··· DATA EXTRACTS

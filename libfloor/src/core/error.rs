//! floor codec errors

use thiserror::Error;

/// Errors raised while configuring, encoding or decoding a floor
#[derive(Error, Debug, Clone, PartialEq, Eq)]
pub enum FloorError {
    /// Malformed floor configuration, detected once at lookup construction
    #[error("Invalid floor configuration: {0}")]
    InvalidConfig(String),

    /// Malformed codebook
    #[error("Invalid codebook: {0}")]
    InvalidCodebook(String),

    /// Caller handed in buffers that do not match the configuration
    #[error("Invalid input: {0}")]
    InvalidInput(String),

    /// The packet decoded but described an impossible floor
    #[error("Malformed floor packet: {0}")]
    MalformedPacket(String),

    /// The packet ended before the floor was complete
    #[error("End of packet")]
    EndOfPacket,

    /// A post payload that none of the class's sub-books can represent
    #[error("Post {post} payload {value} does not fit any sub-book of class {class}")]
    Unencodable { post: usize, class: usize, value: u32 },

    /// Setup file could not be parsed
    #[error("Setup error: {0}")]
    Setup(String),
}

impl FloorError {
    /// true for errors caused by a damaged or truncated packet
    pub fn is_stream_error(&self) -> bool {
        matches!(self, FloorError::MalformedPacket(_) | FloorError::EndOfPacket)
    }
}

/// result type for floor stuff
pub type FloorResult<T> = Result<T, FloorError>;
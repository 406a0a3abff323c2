pub mod bitpack;
pub mod codebook;
pub mod error;
pub mod tables;
pub mod types;

pub use bitpack::{BitReader, BitWriter};
pub use codebook::{Codebook, CodebookConfig};
pub use error::{FloorError, FloorResult};
pub use tables::{db_quant, FROM_DB};
pub use types::*;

······

There is a line with "floor was complete" and a line with "usize, value: u32" above. Copy exactly those two lines and all lines between them, with nothing else.

    /// The packet ended before the floor was complete
    #[error("End of packet")]
    EndOfPacket,

    /// A post payload that none of the class's sub-books can represent
    #[error("Post {post} payload {value} does not fit any sub-book of class {class}")]
    Unencodable { post: usize, class: usize, value: u32 },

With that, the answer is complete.